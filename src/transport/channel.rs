// MIT License - Copyright (c) 2026 Peter Wright
// In-process SIA listener fed through a channel

use tokio::sync::{mpsc, oneshot};
use tokio::task::JoinHandle;
use tracing::{debug, info, warn};

use crate::config::ListenerSettings;
use crate::constants::EVENT_CHANNEL_CAPACITY;
use crate::error::{PimaError, Result};
use crate::event::{EventCallback, SiaEvent};
use crate::transport::SiaListener;

/// Sending half handed to whatever produces decoded events.
pub type EventSender = mpsc::Sender<SiaEvent>;

/// Listener that receives already-decoded events over an mpsc channel.
///
/// Used to replay captured events and to drive the bridge in tests. A pump
/// task delivers events to the bound callback one at a time; stopping it
/// drains whatever is already queued before the task exits. The channel can
/// only be started once.
pub struct ChannelListener {
    settings: ListenerSettings,
    event_rx: Option<mpsc::Receiver<SiaEvent>>,
    callback: Option<EventCallback>,
    shutdown_tx: Option<oneshot::Sender<()>>,
    pump_handle: Option<JoinHandle<()>>,
}

impl ChannelListener {
    pub fn new(settings: ListenerSettings) -> (Self, EventSender) {
        let (event_tx, event_rx) = mpsc::channel(EVENT_CHANNEL_CAPACITY);
        let listener = Self {
            settings,
            event_rx: Some(event_rx),
            callback: None,
            shutdown_tx: None,
            pump_handle: None,
        };
        (listener, event_tx)
    }

    pub fn settings(&self) -> &ListenerSettings {
        &self.settings
    }

    pub fn is_running(&self) -> bool {
        self.pump_handle.is_some()
    }

    fn startup_error(&self, reason: &str) -> PimaError {
        PimaError::Startup {
            port: self.settings.port,
            reason: reason.to_string(),
        }
    }
}

async fn pump_events(
    mut event_rx: mpsc::Receiver<SiaEvent>,
    mut shutdown_rx: oneshot::Receiver<()>,
    callback: EventCallback,
) {
    loop {
        tokio::select! {
            biased;
            event = event_rx.recv() => match event {
                Some(event) => callback(event),
                None => {
                    debug!("Event channel closed by all senders");
                    return;
                }
            },
            _ = &mut shutdown_rx => break,
        }
    }

    event_rx.close();
    while let Some(event) = event_rx.recv().await {
        callback(event);
    }
    debug!("Event pump drained");
}

impl SiaListener for ChannelListener {
    fn port(&self) -> u16 {
        self.settings.port
    }

    fn bind(&mut self, callback: EventCallback) {
        self.callback = Some(callback);
    }

    async fn start(&mut self) -> Result<()> {
        if self.pump_handle.is_some() {
            return Err(self.startup_error("listener already running"));
        }
        let Some(callback) = self.callback.clone() else {
            return Err(self.startup_error("no event callback bound"));
        };
        let Some(event_rx) = self.event_rx.take() else {
            return Err(self.startup_error("event channel already consumed"));
        };

        let (shutdown_tx, shutdown_rx) = oneshot::channel();
        self.shutdown_tx = Some(shutdown_tx);
        self.pump_handle = Some(tokio::spawn(pump_events(event_rx, shutdown_rx, callback)));

        info!(
            "SIA listener on port {} accepting events (account '{}', response qualifier {})",
            self.settings.port, self.settings.account_id, self.settings.response_qualifier
        );
        Ok(())
    }

    async fn stop(&mut self) -> Result<()> {
        let Some(handle) = self.pump_handle.take() else {
            debug!("SIA listener on port {} not running", self.settings.port);
            return Ok(());
        };
        if let Some(shutdown_tx) = self.shutdown_tx.take() {
            // The pump may already have exited if every sender was dropped
            let _ = shutdown_tx.send(());
        }

        match handle.await {
            Ok(()) => {
                info!("SIA listener on port {} stopped", self.settings.port);
                Ok(())
            }
            Err(e) => {
                warn!("SIA listener task on port {} failed: {}", self.settings.port, e);
                Err(PimaError::Shutdown {
                    port: self.settings.port,
                    reason: e.to_string(),
                })
            }
        }
    }
}

#[cfg(test)]
mod tests {
    use super::*;
    use crate::config::EntryOptions;
    use std::sync::{Arc, Mutex};

    fn listener() -> (ChannelListener, EventSender) {
        ChannelListener::new(ListenerSettings::from_options(&EntryOptions::default()))
    }

    fn recording_callback() -> (EventCallback, Arc<Mutex<Vec<SiaEvent>>>) {
        let seen = Arc::new(Mutex::new(Vec::new()));
        let sink = seen.clone();
        let callback: EventCallback = Arc::new(move |event| sink.lock().unwrap().push(event));
        (callback, seen)
    }

    #[tokio::test]
    async fn test_start_requires_callback() {
        let (mut listener, _tx) = listener();
        let err = listener.start().await.unwrap_err();
        assert!(matches!(err, PimaError::Startup { port: 10001, .. }));
        assert!(!listener.is_running());
    }

    #[tokio::test]
    async fn test_start_twice_fails() {
        let (mut listener, _tx) = listener();
        let (callback, _seen) = recording_callback();
        listener.bind(callback);
        listener.start().await.unwrap();
        assert!(matches!(listener.start().await, Err(PimaError::Startup { .. })));
        listener.stop().await.unwrap();
    }

    #[tokio::test]
    async fn test_restart_after_stop_fails() {
        let (mut listener, _tx) = listener();
        let (callback, _seen) = recording_callback();
        listener.bind(callback);
        listener.start().await.unwrap();
        listener.stop().await.unwrap();
        assert!(matches!(listener.start().await, Err(PimaError::Startup { .. })));
    }

    #[tokio::test]
    async fn test_stop_without_start() {
        let (mut listener, _tx) = listener();
        listener.stop().await.unwrap();
        listener.stop().await.unwrap();
    }

    #[tokio::test]
    async fn test_stop_delivers_queued_events_in_order() {
        let (mut listener, tx) = listener();
        let (callback, seen) = recording_callback();
        listener.bind(callback);
        listener.start().await.unwrap();

        tx.send(SiaEvent::zone_open(1)).await.unwrap();
        tx.send(SiaEvent::zone_close(1)).await.unwrap();
        tx.send(SiaEvent::zone_open(2)).await.unwrap();
        listener.stop().await.unwrap();

        assert_eq!(
            *seen.lock().unwrap(),
            vec![SiaEvent::zone_open(1), SiaEvent::zone_close(1), SiaEvent::zone_open(2)]
        );
    }

    #[tokio::test]
    async fn test_stop_after_senders_dropped() {
        let (mut listener, tx) = listener();
        let (callback, seen) = recording_callback();
        listener.bind(callback);
        listener.start().await.unwrap();

        tx.send(SiaEvent::zone_open(3)).await.unwrap();
        drop(tx);
        listener.stop().await.unwrap();

        assert_eq!(*seen.lock().unwrap(), vec![SiaEvent::zone_open(3)]);
    }
}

—————

Collect every line with the string "task" from the records, and copy each.

use tokio::task::JoinHandle;
/// task delivers events to the bound callback one at a time; stopping it
/// drains whatever is already queued before the task exits. The channel can
                warn!("SIA listener task on port {} failed: {}", self.settings.port, e);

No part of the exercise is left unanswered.